Intervento di Confagricoltura per aiutare le aziende suinicole

E’ grave la situazione degli allevamenti suinicoli nelle zone di restrizione da PSA (Peste Suina Africana): la produzione è ferma, le movimentazioni sono bloccate con il conseguente rischio di sovraffollamento e, – aggiunge Confagricoltura – per le imprese che possono ancora commercializzare, c’è la beffa del crollo dei prezzi di vendita degli animali.

Fino ad oggi si sono registrati 50 focolai in Italia (Pavia e Lodi le zone più colpite – cfr tabella) e circa 25.000 animali positivi.

La situazione non è più sostenibile. Confagricoltura sollecita pertanto le istituzioni ad agire con fermezza per individuare subito una via d’uscita e permettere la sopravvivenza delle aziende agricole e la salvaguardia di uno dei settori strategici dell’agroalimentare italiano con un valore complessivo di oltre 13 miliardi di euro e 2,3 mld di export.

Si deve intervenire presto con gli indennizzi agli allevatori – afferma Confagricoltura – oltre che per i danni diretti derivanti dall’abbattimento degli animali, anche per tutte quelle imprese che stanno subendo danni indiretti per il blocco delle movimentazioni dei suinetti che nascono in azienda e che dovrebbero andare ad altre strutture di ingrasso, o per l’impossibilità di vendere gli animali in sovrannumero arrivati a fine ciclo e che dovrebbero essere diretti al macello.

“Le imprese – spiega il presidente di Confagricoltura, Massimiliano Giansanti – hanno bisogno che vengano messi in campo tutti gli strumenti utili a sostenerle, anche alleggerendo la pressione dell’indebitamento bancario e degli oneri previdenziali”.

L’avanzamento della malattia a zone ad alta vocazione per la produzione suinicola necessita un cambio di passo sul contenimento della fauna selvatica: finora è stato fatto troppo poco su questo versante, tant’è che la PSA continua a superare nuovi confini.

“Non è più accettabile che si eliminino così pochi cinghiali, la vera causa dell’espansione della malattia e della diffusione agli allevamenti, né si possono accusare gli allevatori.

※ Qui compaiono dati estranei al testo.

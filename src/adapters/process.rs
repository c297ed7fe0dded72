//! External command execution

use crate::adapters::ExecutorError;
use async_trait::async_trait;
use std::fmt;
use std::path::PathBuf;
use std::process::Stdio;
use tokio::io::AsyncWriteExt;
use tokio::process::Command;
use tracing::{debug, warn};

/// A command to run. Environment values and stdin are never displayed.
#[derive(Clone, Default)]
pub struct CommandSpec {
    pub program: String,
    pub args: Vec<String>,
    pub cwd: Option<PathBuf>,
    pub env: Vec<(String, String)>,
    pub stdin: Option<String>,
}

impl CommandSpec {
    pub fn new(program: impl Into<String>) -> Self {
        Self {
            program: program.into(),
            ..Self::default()
        }
    }

    pub fn arg(mut self, arg: impl Into<String>) -> Self {
        self.args.push(arg.into());
        self
    }

    pub fn args<I, S>(mut self, args: I) -> Self
    where
        I: IntoIterator<Item = S>,
        S: Into<String>,
    {
        self.args.extend(args.into_iter().map(Into::into));
        self
    }

    pub fn current_dir(mut self, dir: impl Into<PathBuf>) -> Self {
        self.cwd = Some(dir.into());
        self
    }

    pub fn env(mut self, key: impl Into<String>, value: impl Into<String>) -> Self {
        self.env.push((key.into(), value.into()));
        self
    }

    pub fn stdin(mut self, input: impl Into<String>) -> Self {
        self.stdin = Some(input.into());
        self
    }
}

impl fmt::Display for CommandSpec {
    fn fmt(&self, f: &mut fmt::Formatter<'_>) -> fmt::Result {
        write!(f, "{}", self.program)?;
        for arg in &self.args {
            write!(f, " {}", arg)?;
        }
        Ok(())
    }
}

impl fmt::Debug for CommandSpec {
    fn fmt(&self, f: &mut fmt::Formatter<'_>) -> fmt::Result {
        let env_keys: Vec<&str> = self.env.iter().map(|(k, _)| k.as_str()).collect();
        f.debug_struct("CommandSpec")
            .field("program", &self.program)
            .field("args", &self.args)
            .field("cwd", &self.cwd)
            .field("env", &env_keys)
            .field("stdin", &self.stdin.as_ref().map(|_| "***"))
            .finish()
    }
}

/// Captured result of a successful command
#[derive(Debug, Clone, Default, PartialEq, Eq)]
pub struct CommandOutput {
    pub code: i32,
    pub stdout: String,
    pub stderr: String,
}

/// Runs external commands. A non-zero exit is reported as
/// `ExecutorError::CommandFailed`.
#[async_trait]
pub trait CommandRunner: Send + Sync {
    async fn run(&self, command: &CommandSpec) -> Result<CommandOutput, ExecutorError>;
}

/// Runs commands as child processes
#[derive(Debug, Clone, Default)]
pub struct ProcessRunner;

impl ProcessRunner {
    pub fn new() -> Self {
        Self
    }
}

#[async_trait]
impl CommandRunner for ProcessRunner {
    async fn run(&self, spec: &CommandSpec) -> Result<CommandOutput, ExecutorError> {
        debug!("Spawning: {}", spec);

        let mut command = Command::new(&spec.program);
        command
            .args(&spec.args)
            .envs(spec.env.iter().map(|(k, v)| (k.as_str(), v.as_str())))
            .stdin(if spec.stdin.is_some() {
                Stdio::piped()
            } else {
                Stdio::null()
            })
            .stdout(Stdio::piped())
            .stderr(Stdio::piped())
            // dropped on task timeout
            .kill_on_drop(true);
        if let Some(dir) = &spec.cwd {
            command.current_dir(dir);
        }

        let mut child = command.spawn().map_err(|e| ExecutorError::Spawn {
            program: spec.program.clone(),
            message: e.to_string(),
        })?;

        if let (Some(input), Some(mut stdin)) = (&spec.stdin, child.stdin.take()) {
            stdin.write_all(input.as_bytes()).await?;
            drop(stdin);
        }

        let output = child.wait_with_output().await?;
        let stdout = String::from_utf8_lossy(&output.stdout).into_owned();
        let stderr = String::from_utf8_lossy(&output.stderr).into_owned();

        if !output.status.success() {
            let code = output.status.code().unwrap_or(-1);
            warn!("{} exited with code {}: {}", spec.program, code, stderr.trim());
            return Err(ExecutorError::CommandFailed {
                command: spec.to_string(),
                code,
                stderr: stderr.trim().to_string(),
            });
        }

        debug!("{} returned {} bytes of output", spec.program, stdout.len());
        Ok(CommandOutput {
            code: 0,
            stdout,
            stderr,
        })
    }
}
//! Task executors - adapters for the external operations tasks invoke
//!
//! The core only records whether an adapter reported success. Side effects
//! (pushing images, applying manifests) belong to the adapter.

pub mod checkout;
pub mod container;
pub mod deploy;
pub mod process;
pub mod shell;

use crate::core::{context::RunContext, task::Task, Pipeline};
use async_trait::async_trait;
use serde::de::DeserializeOwned;
use std::collections::HashMap;
use std::sync::Arc;
use thiserror::Error;

pub use checkout::CheckoutExecutor;
pub use container::{ContainerRegistry, DockerCli, ImageBuildExecutor, ImagePushExecutor};
pub use deploy::{DeployExecutor, Deployer, KubectlDeployer};
pub use process::{CommandOutput, CommandRunner, CommandSpec, ProcessRunner};
pub use shell::ShellExecutor;

/// Errors reported by task executors
#[derive(Debug, Error)]
pub enum ExecutorError {
    #[error("invalid parameters: {0}")]
    InvalidParams(String),

    #[error("secret '{0}' could not be resolved")]
    MissingSecret(String),

    #[error("failed to start {program}: {message}")]
    Spawn { program: String, message: String },

    #[error("{command} exited with code {code}: {stderr}")]
    CommandFailed {
        command: String,
        code: i32,
        stderr: String,
    },

    #[error("I/O error: {0}")]
    Io(#[from] std::io::Error),

    #[error("{0}")]
    Failed(String),
}

/// Normalized successful outcome of an adapter invocation
#[derive(Debug, Clone, Default, PartialEq, Eq)]
pub struct TaskOutput {
    /// Captured output
    pub output: String,

    /// Reference to the produced artifact (image ref, manifest set, ...)
    pub artifact_ref: Option<String>,

    /// Values later tasks may read; `workspace.<name>` keys name
    /// working directories
    pub exports: HashMap<String, String>,
}

impl TaskOutput {
    pub fn new(output: impl Into<String>) -> Self {
        Self {
            output: output.into(),
            ..Self::default()
        }
    }

    pub fn with_artifact(mut self, artifact_ref: impl Into<String>) -> Self {
        self.artifact_ref = Some(artifact_ref.into());
        self
    }

    pub fn with_export(mut self, key: impl Into<String>, value: impl Into<String>) -> Self {
        self.exports.insert(key.into(), value.into());
        self
    }
}

/// Runs one external operation
#[async_trait]
pub trait TaskExecutor: Send + Sync {
    /// Invoke the operation. `task.params` arrive already rendered.
    async fn run(&self, task: &Task, ctx: &RunContext) -> Result<TaskOutput, ExecutorError>;
}

/// Deserialize a task's `with:` parameters into a typed struct
pub fn parse_params<T: DeserializeOwned>(task: &Task) -> Result<T, ExecutorError> {
    let params = if task.params.is_null() {
        serde_yaml::Value::Mapping(Default::default())
    } else {
        task.params.clone()
    };
    serde_yaml::from_value(params)
        .map_err(|e| ExecutorError::InvalidParams(format!("task '{}': {}", task.name, e)))
}

/// Executors by name, as referenced by a task's `uses:`
#[derive(Clone, Default)]
pub struct ExecutorRegistry {
    executors: HashMap<String, Arc<dyn TaskExecutor>>,
}

impl ExecutorRegistry {
    pub fn new() -> Self {
        Self::default()
    }

    /// Registry with the built-in executors, all running commands through
    /// `runner`
    pub fn with_defaults(runner: Arc<dyn CommandRunner>) -> Self {
        let registry_client: Arc<dyn ContainerRegistry> = Arc::new(DockerCli::new(runner.clone()));
        let deployer: Arc<dyn Deployer> = Arc::new(KubectlDeployer::new(runner.clone()));

        Self::new()
            .with("shell", ShellExecutor::new(runner.clone()))
            .with("checkout", CheckoutExecutor::new(runner))
            .with("image-build", ImageBuildExecutor::new(registry_client.clone()))
            .with("image-push", ImagePushExecutor::new(registry_client))
            .with("deploy", DeployExecutor::new(deployer))
    }

    pub fn register(&mut self, name: impl Into<String>, executor: Arc<dyn TaskExecutor>) {
        self.executors.insert(name.into(), executor);
    }

    pub fn with<E: TaskExecutor + 'static>(mut self, name: impl Into<String>, executor: E) -> Self {
        self.register(name, Arc::new(executor));
        self
    }

    pub fn get(&self, name: &str) -> Option<Arc<dyn TaskExecutor>> {
        self.executors.get(name).cloned()
    }

    pub fn contains(&self, name: &str) -> bool {
        self.executors.contains_key(name)
    }

    /// Registered names, sorted
    pub fn names(&self) -> Vec<&str> {
        let mut names: Vec<&str> = self.executors.keys().map(String::as_str).collect();
        names.sort();
        names
    }

    /// Check that every task references a registered executor
    pub fn check_pipelines(&self, pipelines: &[Pipeline]) -> anyhow::Result<()> {
        for pipeline in pipelines {
            for task in pipeline.tasks() {
                if !self.contains(&task.executor_ref) {
                    anyhow::bail!(
                        "Pipeline '{}': task '{}' uses unknown executor '{}' (available: {})",
                        pipeline.name,
                        task.name,
                        task.executor_ref,
                        self.names().join(", ")
                    );
                }
            }
        }
        Ok(())
    }
}

impl std::fmt::Debug for ExecutorRegistry {
    fn fmt(&self, f: &mut std::fmt::Formatter<'_>) -> std::fmt::Result {
        f.debug_struct("ExecutorRegistry")
            .field("executors", &self.names())
            .finish()
    }
}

Se non ci fosse una così alta carica virale nell’ambiente per il numero di cinghiali infetti, sicuramente non ci sarebbe un così alto rischio di trasmissione agli allevamenti che sono vittime, e non causa, del contagio – ribadisce Giansanti -. L’intervento sulla fauna e gli incentivi per gli investimenti in biosicurezza a tutti gli allevamenti, a partire da quelli limitrofi alle zone in restrizione, saranno la via da seguire per uscire da questa grave epidemia”.